Naoise breathing gently.
We cooked together. I am determined to help my children to be independent and self reliant. I am a child from a family of four, mostly ignored, happily mostly ignored. I grew to be very independent, got myself to school and back alone. Caught buses or walked to friends houses. Played wild in the woods. Roamed free. Could bake a cake by the time I was eight. By nine I was able to take a tube train to central London on my own.
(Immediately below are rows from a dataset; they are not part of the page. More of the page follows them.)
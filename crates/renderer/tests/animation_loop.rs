mod common;

use std::time::Instant;

use renderer::{LoopState, PixelSize, TIME_STEP};

use common::{cached_preview, preview};

#[test]
fn start_then_stop_leaves_uniforms_untouched() {
    let mut preview = preview(800, 600);
    preview.start();
    preview.stop();
    let before = preview.engine().stats();
    let draws_before = preview.engine().backend().draws.len();

    let now = Instant::now();
    for _ in 0..5 {
        assert_eq!(preview.frame(now).unwrap(), 0);
    }

    assert_eq!(preview.engine().stats(), before);
    assert_eq!(preview.engine().backend().draws.len(), draws_before);
    assert_eq!(preview.loop_state(), LoopState::Stopped);
    assert_eq!(preview.animation().ticks(), 0);
}

#[test]
fn starting_twice_keeps_a_single_scheduled_task() {
    let mut preview = preview(800, 600);
    preview.start();
    let first = preview.animation().token();
    preview.start();
    let second = preview.animation().token();

    assert_eq!(preview.scheduler().outstanding(), 1);
    assert_ne!(first, second);
    assert!(!preview.scheduler().is_scheduled(first.unwrap()));

    assert_eq!(preview.frame(Instant::now()).unwrap(), 1);
    assert_eq!(preview.animation().ticks(), 1);
}

#[test]
fn each_tick_advances_time_and_relaxes_the_field() {
    let mut preview = preview(800, 600);
    preview.start();
    assert_eq!(preview.engine().time(), 0.0);
    let initial = preview.engine().field().clone();

    let now = Instant::now();
    preview.frame(now).unwrap();
    preview.frame(now).unwrap();

    assert!((preview.engine().time() - 2.0 * TIME_STEP).abs() < 1e-6);
    let expected = 0.9f32 * 0.9;
    for (before, after) in initial.cells().zip(preview.engine().field().cells()) {
        assert!((after[0] - before[0] * expected).abs() < 1e-3);
        assert!((after[1] - before[1] * expected).abs() < 1e-3);
        assert_eq!(after[2], before[2]);
    }

    let draws = &preview.engine().backend().draws;
    assert_eq!(draws.len(), 2);
    assert!((draws[1].time - 2.0 * TIME_STEP).abs() < 1e-6);
    assert_eq!(draws[1].strength, 1.0);
}

#[test]
fn restart_resets_time_and_draws_a_new_field() {
    let mut preview = preview(800, 600);
    preview.start();
    let now = Instant::now();
    for _ in 0..3 {
        preview.frame(now).unwrap();
    }
    let relaxed = preview.engine().field().clone();
    let generations = preview.engine().stats().field_generations;

    preview.start();
    assert_eq!(preview.engine().time(), 0.0);
    assert_eq!(preview.engine().stats().field_generations, generations + 1);
    assert_ne!(preview.engine().field(), &relaxed);
    assert_eq!(preview.loop_state(), LoopState::Running);
}

#[test]
fn resize_regenerates_once_and_updates_resolution_once() {
    let mut preview = cached_preview(640, 480, &["/200x100.png"]);
    assert!(preview.show_image("/200x100.png"));
    assert!((preview.engine().image_aspect() - 0.5).abs() < 1e-6);

    let before = preview.engine().stats();
    preview.resize(PixelSize::new(800, 400));
    let after = preview.engine().stats();

    assert_eq!(after.field_generations, before.field_generations + 1);
    assert_eq!(after.resolution_updates, before.resolution_updates + 1);
    assert_eq!(preview.engine().resolution(), [800.0, 400.0, 1.0, 1.0]);
    assert_eq!(
        preview.engine().backend().configured.last(),
        Some(&PixelSize::new(800, 400))
    );
}

#[test]
fn zero_sized_surface_is_clamped() {
    let mut preview = preview(800, 600);
    preview.resize(PixelSize::new(0, 0));
    let resolution = preview.engine().resolution();
    assert_eq!(resolution, [1.0, 1.0, 1.0, 1.0]);
}

#[test]
fn field_matches_configured_grid() {
    let preview = preview(800, 600);
    assert_eq!(preview.engine().field().size(), 34);
    assert_eq!(preview.engine().backend().last_field_size, Some(34));
    assert_eq!(preview.engine().backend().quads, 1);
}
We made a rhubarb crumble together with the fruit I pulled from mum and dad’s garden. Naoise is good with a knife. I watch him and try not to intervene. He is careful and precise. He likes the responsibility. He does not want to rub the butter into the flour to make the crumble. This is the best bit, shame, I enjoy it instead of him. Baking is simple and satisfying.We sprinkle the almonds on top, rest the pot on the oven top ready to bake.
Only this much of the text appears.